DRM in all forms degrades performance, making the pirate version more appealing. Add the security holes that the DRM create and you have a recipe for disaster. Remember Sony and their DRM rootkit? Securom and BSOD. VMware is a screen door on a submarine.
My brother still wants best game ww2 in disk. but to expensive.
100 players split into 3 groups:
- 20 seasoned pirates (or players who just don't have the funds to buy new games) -> They will always seek to crack the game no matter whether there is DRM or not -> No sale
- 30 wealthy players who always get the game on the launch day -> They will always buy the game on the launch day regardless if there is DRM -> Sure sale
- 50 wary players who always check the price, contents and also whether there is any intrusive and performance degrading DRM which might also stop working in the future rendering the game completely dead -> The more layers of DRMs implemented, the more expensive and system resource heavy the game becomes -> Diminishing sale, moving to the pirate camp
As you can see from the above, the more layers of DRMs, the less buyers.I didnt buy the new DOOM because it had denuvo.
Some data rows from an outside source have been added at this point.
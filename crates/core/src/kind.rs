//! Document kind variant.

use serde::{Deserialize, Serialize};

use crate::error::DomainError;

/// The three kinds of business document the core can issue.
///
/// The kind decides the number prefix, the title and label set used when
/// rendering, which secondary date the document carries (due date, expiry
/// date, or none) and whether the fiscal stamp rule can apply.
#[derive(Debug, Clone, Copy, PartialEq, Eq, Hash, Serialize, Deserialize)]
#[serde(rename_all = "snake_case")]
pub enum DocumentKind {
    Invoice,
    Quote,
    DeliveryNote,
}

impl DocumentKind {
    /// Number prefix: `FACT` / `DEV` / `BL`.
    pub fn prefix(&self) -> &'static str {
        match self {
            Self::Invoice => "FACT",
            Self::Quote => "DEV",
            Self::DeliveryNote => "BL",
        }
    }

    /// Reverse of [`prefix`](Self::prefix), used when parsing numbers.
    pub fn from_prefix(prefix: &str) -> Result<Self, DomainError> {
        match prefix {
            "FACT" => Ok(Self::Invoice),
            "DEV" => Ok(Self::Quote),
            "BL" => Ok(Self::DeliveryNote),
            other => Err(DomainError::invalid_id(format!(
                "unknown document prefix '{other}'"
            ))),
        }
    }

    /// Whether the fiscal stamp rule can apply to this kind.
    pub fn stampable(&self) -> bool {
        matches!(self, Self::Invoice | Self::Quote)
    }
}

#[cfg(test)]
mod tests {
    use super::*;

    #[test]
    fn prefix_round_trips_for_every_kind() {
        for kind in [
            DocumentKind::Invoice,
            DocumentKind::Quote,
            DocumentKind::DeliveryNote,
        ] {
            assert_eq!(DocumentKind::from_prefix(kind.prefix()).unwrap(), kind);
        }
    }

    #[test]
    fn unknown_prefix_is_rejected() {
        assert!(matches!(
            DocumentKind::from_prefix("NOPE"),
            Err(DomainError::InvalidId(_))
        ));
    }

    #[test]
    fn delivery_notes_never_carry_a_stamp() {
        assert!(DocumentKind::Invoice.stampable());
        assert!(DocumentKind::Quote.stampable());
        assert!(!DocumentKind::DeliveryNote.stampable());
    }
}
I havent bought any game that uses denuvo, and never will. I have a huge library on GoG to play, and wont waste my money on locked down AAA garbage. Plenty of indie games and smaller studios refuse DRM, and their games are inherently better for it.
But much like driving their audiences away with micro-transactions and pay-2-win, publishers wont realise this DRM is hurting them until sales tank.
The people creating the denuvo crap are smart. The people cracking it are smart. The difference is a moral and ethical one. One set of smart people are trying to prevent piracy at the cost of treating us gamers like criminals and stepping all over us and our rights. The other set of smart people are doing what they do for fun, but also to send a message and prove that the effort of the other group is waste of time.
When the devs and publishers realize that DRM dosn't really work effectively, alienates a large portion of their potential audience and doesn't stop pirates(at all), they will drop it all in favor of doing what is right and correct and go back to making great games.